[Records from a dataset]
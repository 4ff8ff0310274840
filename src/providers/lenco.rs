use bigdecimal::{BigDecimal, ToPrimitive};
use hmac::{Hmac, Mac};
use reqwest::Client;
use serde::{Deserialize, Serialize};
use sha2::Sha256;
use std::str::FromStr;
use std::time::{Duration, Instant};
use thiserror::Error;
use tokio::sync::RwLock;

use crate::config::LencoConfig;

type HmacSha256 = Hmac<Sha256>;

const BANKS_CACHE_TTL: Duration = Duration::from_secs(24 * 60 * 60);
const BALANCE_CACHE_TTL: Duration = Duration::from_secs(30);

/// Fintech banks surfaced first in the bank list; most offramp users cash
/// out to one of these.
const FINTECH_PRIORITY: &[&str] = &[
    "OPay",
    "PalmPay",
    "Moniepoint",
    "Kuda",
    "Carbon",
    "Sparkle",
    "VFD Microfinance Bank",
];

#[derive(Error, Debug)]
pub enum LencoError {
    #[error("HTTP request failed: {0}")]
    Request(#[from] reqwest::Error),
    #[error("Bank account verification failed: {0}")]
    BankVerificationFailed(String),
    #[error("Payout failed: {0}")]
    PayoutFailed(String),
    #[error("Invalid response from Lenco: {0}")]
    InvalidResponse(String),
}

#[derive(Debug, Deserialize)]
#[serde(bound(deserialize = "T: Deserialize<'de>"))]
struct Envelope<T> {
    status: bool,
    #[serde(default)]
    message: Option<String>,
    #[serde(default)]
    data: Option<T>,
}

#[derive(Debug, Clone, Serialize, Deserialize, PartialEq, Eq)]
#[serde(rename_all = "camelCase")]
pub struct Bank {
    pub code: String,
    pub name: String,
}

#[derive(Debug, Clone, Deserialize)]
#[serde(rename_all = "camelCase")]
pub struct ResolvedAccount {
    pub account_name: String,
    #[serde(default)]
    pub bank_name: Option<String>,
}

#[derive(Debug, Clone, Deserialize)]
#[serde(rename_all = "camelCase")]
pub struct TransferReceipt {
    pub id: String,
    #[serde(default)]
    pub transaction_reference: Option<String>,
    pub status: String,
}

#[derive(Debug, Deserialize)]
#[serde(rename_all = "camelCase")]
struct BalanceData {
    available_balance: String,
}

#[derive(Debug, Serialize)]
#[serde(rename_all = "camelCase")]
struct TransferRequest<'a> {
    account_id: &'a str,
    account_number: &'a str,
    bank_code: &'a str,
    /// Whole-NGN amount as a decimal integer string.
    amount: String,
    narration: &'a str,
    reference: &'a str,
}

struct BanksCache {
    fetched_at: Instant,
    banks: Vec<Bank>,
}

struct BalanceCache {
    fetched_at: Instant,
    balance_ngn: i64,
}

/// Thin client over the Lenco payout API. Network-level failures are
/// retried once; 4xx responses never are.
pub struct LencoClient {
    client: Client,
    config: LencoConfig,
    banks_cache: RwLock<Option<BanksCache>>,
    balance_cache: RwLock<Option<BalanceCache>>,
}

/// Retries once on transport-level failures (connect/timeout). 4xx and
/// other HTTP responses are never retried; payout replays are additionally
/// guarded by the provider-side idempotency reference.
async fn send_with_retry(
    builder: reqwest::RequestBuilder,
) -> Result<reqwest::Response, reqwest::Error> {
    let retry = builder.try_clone();
    match builder.send().await {
        Ok(response) => Ok(response),
        Err(err) if err.is_connect() || err.is_timeout() => match retry {
            Some(builder) => builder.send().await,
            None => Err(err),
        },
        Err(err) => Err(err),
    }
}

impl LencoClient {
    pub fn new(config: LencoConfig) -> Self {
        let client = Client::builder()
            .timeout(Duration::from_secs(30))
            .build()
            .unwrap_or_default();

        Self {
            client,
            config,
            banks_cache: RwLock::new(None),
            balance_cache: RwLock::new(None),
        }
    }

    fn url(&self, path: &str) -> String {
        format!("{}/{}", self.config.api_url.trim_end_matches('/'), path)
    }

    /// Synchronous account-name lookup.
    pub async fn resolve_account(
        &self,
        bank_code: &str,
        account_number: &str,
    ) -> Result<ResolvedAccount, LencoError> {
        let request = self
            .client
            .get(self.url("resolve"))
            .bearer_auth(&self.config.api_key)
            .query(&[("accountNumber", account_number), ("bankCode", bank_code)])
            .timeout(Duration::from_secs(15));
        let response = send_with_retry(request).await?;

        let status = response.status();
        let envelope = response
            .json::<Envelope<ResolvedAccount>>()
            .await
            .map_err(|e| LencoError::BankVerificationFailed(e.to_string()))?;

        if !status.is_success() || !envelope.status {
            return Err(LencoError::BankVerificationFailed(
                envelope
                    .message
                    .unwrap_or_else(|| format!("provider returned status {status}")),
            ));
        }

        envelope.data.ok_or_else(|| {
            LencoError::BankVerificationFailed("resolve response had no data".to_string())
        })
    }

    /// Supported banks, fintech-first. Cached for 24 hours.
    pub async fn list_banks(&self) -> Result<Vec<Bank>, LencoError> {
        {
            let cache = self.banks_cache.read().await;
            if let Some(cached) = cache.as_ref() {
                if cached.fetched_at.elapsed() < BANKS_CACHE_TTL {
                    return Ok(cached.banks.clone());
                }
            }
        }

        let request = self
            .client
            .get(self.url("banks"))
            .bearer_auth(&self.config.api_key);
        let response = send_with_retry(request).await?;

        let status = response.status();
        let envelope = response
            .json::<Envelope<Vec<Bank>>>()
            .await
            .map_err(|e| LencoError::InvalidResponse(e.to_string()))?;

        if !status.is_success() || !envelope.status {
            return Err(LencoError::InvalidResponse(
                envelope
                    .message
                    .unwrap_or_else(|| format!("bank list returned status {status}")),
            ));
        }

        let mut banks = envelope.data.unwrap_or_default();
        sort_banks(&mut banks);

        let mut cache = self.banks_cache.write().await;
        *cache = Some(BanksCache {
            fetched_at: Instant::now(),
            banks: banks.clone(),
        });

        Ok(banks)
    }

    /// Initiates an NGN transfer. `reference` is the provider-side
    /// idempotency key; replaying it never issues a second payout.
    pub async fn initiate_transfer(
        &self,
        amount_ngn: i64,
        bank_code: &str,
        account_number: &str,
        reference: &str,
        narration: &str,
    ) -> Result<TransferReceipt, LencoError> {
        let body = TransferRequest {
            account_id: &self.config.account_id,
            account_number,
            bank_code,
            amount: amount_ngn.to_string(),
            narration,
            reference,
        };

        let request = self
            .client
            .post(self.url("transactions"))
            .bearer_auth(&self.config.api_key)
            .json(&body)
            .timeout(Duration::from_secs(30));
        let response = send_with_retry(request).await?;

        let status = response.status();
        let envelope = response
            .json::<Envelope<TransferReceipt>>()
            .await
            .map_err(|e| LencoError::PayoutFailed(e.to_string()))?;

        if !status.is_success() || !envelope.status {
            return Err(LencoError::PayoutFailed(
                envelope
                    .message
                    .unwrap_or_else(|| format!("transfer returned status {status}")),
            ));
        }

        envelope
            .data
            .ok_or_else(|| LencoError::PayoutFailed("transfer response had no data".to_string()))
    }

    /// Available NGN balance of the platform account. The provider reports
    /// kobo; the result is floored to whole NGN. An error here means
    /// "unknown", which callers must treat differently from zero.
    pub async fn get_account_balance(&self) -> Result<i64, LencoError> {
        {
            let cache = self.balance_cache.read().await;
            if let Some(cached) = cache.as_ref() {
                if cached.fetched_at.elapsed() < BALANCE_CACHE_TTL {
                    return Ok(cached.balance_ngn);
                }
            }
        }

        let path = format!("accounts/{}/balance", self.config.account_id);
        let request = self
            .client
            .get(self.url(&path))
            .bearer_auth(&self.config.api_key)
            .timeout(Duration::from_secs(10));
        let response = send_with_retry(request).await?;

        let status = response.status();
        let envelope = response
            .json::<Envelope<BalanceData>>()
            .await
            .map_err(|e| LencoError::InvalidResponse(e.to_string()))?;

        if !status.is_success() || !envelope.status {
            return Err(LencoError::InvalidResponse(
                envelope
                    .message
                    .unwrap_or_else(|| format!("balance returned status {status}")),
            ));
        }

        let data = envelope
            .data
            .ok_or_else(|| LencoError::InvalidResponse("balance response had no data".to_string()))?;
        let balance_ngn = kobo_to_ngn(&data.available_balance)
            .ok_or_else(|| LencoError::InvalidResponse(format!(
                "unparseable balance: {}",
                data.available_balance
            )))?;

        let mut cache = self.balance_cache.write().await;
        *cache = Some(BalanceCache {
            fetched_at: Instant::now(),
            balance_ngn,
        });

        Ok(balance_ngn)
    }

    /// Drops the cached balance. Must be called after initiating a payout
    /// so the next liquidity check sees the debit.
    pub async fn invalidate_balance(&self) {
        let mut cache = self.balance_cache.write().await;
        *cache = None;
    }

    /// HMAC-SHA256 over the raw body bytes, hex-encoded. Comparison is
    /// constant-time via `Mac::verify_slice`.
    pub fn verify_webhook_signature(&self, raw_body: &[u8], signature: &str) -> bool {
        let Some(secret) = self.config.webhook_secret.as_deref() else {
            return false;
        };
        verify_hmac_sha256(secret.as_bytes(), raw_body, signature)
    }
}

pub fn verify_hmac_sha256(secret: &[u8], raw_body: &[u8], signature_hex: &str) -> bool {
    let Ok(expected) = hex::decode(signature_hex.trim()) else {
        return false;
    };
    let Ok(mut mac) = HmacSha256::new_from_slice(secret) else {
        return false;
    };
    mac.update(raw_body);
    mac.verify_slice(&expected).is_ok()
}

/// Converts a kobo amount string (1/100 NGN) to whole NGN, flooring.
pub fn kobo_to_ngn(raw: &str) -> Option<i64> {
    let kobo = BigDecimal::from_str(raw.trim()).ok()?;
    (kobo / BigDecimal::from(100))
        .with_scale_round(0, bigdecimal::RoundingMode::Floor)
        .to_i64()
}

/// Priority fintechs first, in their listed order, then the rest
/// alphabetically.
pub fn sort_banks(banks: &mut [Bank]) {
    let priority = |bank: &Bank| {
        FINTECH_PRIORITY
            .iter()
            .position(|p| bank.name.eq_ignore_ascii_case(p))
            .unwrap_or(FINTECH_PRIORITY.len())
    };
    banks.sort_by(|a, b| {
        priority(a)
            .cmp(&priority(b))
            .then_with(|| a.name.cmp(&b.name))
    });
}

#[cfg(test)]
mod tests {
    use super::*;

    fn bank(name: &str) -> Bank {
        Bank {
            code: name.len().to_string(),
            name: name.to_string(),
        }
    }

    #[test]
    fn sorts_fintechs_first_in_priority_order() {
        let mut banks = vec![
            bank("Zenith Bank"),
            bank("Kuda"),
            bank("Access Bank"),
            bank("OPay"),
            bank("GTBank"),
            bank("PalmPay"),
        ];
        sort_banks(&mut banks);

        let names: Vec<&str> = banks.iter().map(|b| b.name.as_str()).collect();
        assert_eq!(
            names,
            vec!["OPay", "PalmPay", "Kuda", "Access Bank", "GTBank", "Zenith Bank"]
        );
    }

    #[test]
    fn sort_is_stable_across_calls() {
        let mut a = vec![bank("GTBank"), bank("OPay"), bank("Access Bank")];
        let mut b = a.clone();
        sort_banks(&mut a);
        sort_banks(&mut b);
        assert_eq!(a, b);
    }

    #[test]
    fn converts_kobo_to_whole_ngn() {
        assert_eq!(kobo_to_ngn("2000000"), Some(20_000));
        assert_eq!(kobo_to_ngn("2000000.00"), Some(20_000));
        assert_eq!(kobo_to_ngn("150"), Some(1));
        assert_eq!(kobo_to_ngn("99"), Some(0));
        assert_eq!(kobo_to_ngn("0"), Some(0));
        assert_eq!(kobo_to_ngn("not-a-number"), None);
    }

    #[test]
    fn verifies_matching_signature() {
        let secret = b"whsec_test";
        let body = br#"{"event":"transfer.completed"}"#;

        let mut mac = HmacSha256::new_from_slice(secret).unwrap();
        mac.update(body);
        let signature = hex::encode(mac.finalize().into_bytes());

        assert!(verify_hmac_sha256(secret, body, &signature));
    }

    #[test]
    fn rejects_tampered_body() {
        let secret = b"whsec_test";
        let body = br#"{"event":"transfer.completed"}"#;
        let tampered = br#"{"event":"transfer.reversed"}"#;

        let mut mac = HmacSha256::new_from_slice(secret).unwrap();
        mac.update(body);
        let signature = hex::encode(mac.finalize().into_bytes());

        assert!(!verify_hmac_sha256(secret, tampered, &signature));
        assert!(!verify_hmac_sha256(secret, body, "deadbeef"));
        assert!(!verify_hmac_sha256(secret, body, "not hex at all"));
    }

    #[test]
    fn signature_check_requires_secret() {
        let client = LencoClient::new(LencoConfig {
            api_url: "https://api.lenco.co/access/v1".to_string(),
            api_key: "key".to_string(),
            account_id: "acct".to_string(),
            webhook_secret: None,
            min_balance_ngn: 5_000,
        });
        assert!(!client.verify_webhook_signature(b"{}", "00"));
    }
}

• Task statement:
Taking the records from the top, repeat each line exactly until you have repeated the line that contains "type HmacSha256 = Hmac<Sha256>;".

• Completed task:
repository 4ff8ff0310274840
filename src/providers/lenco.rs
use bigdecimal::{BigDecimal, ToPrimitive};
use hmac::{Hmac, Mac};
use reqwest::Client;
use serde::{Deserialize, Serialize};
use sha2::Sha256;
use std::str::FromStr;
use std::time::{Duration, Instant};
use thiserror::Error;
use tokio::sync::RwLock;

use crate::config::LencoConfig;

type HmacSha256 = Hmac<Sha256>;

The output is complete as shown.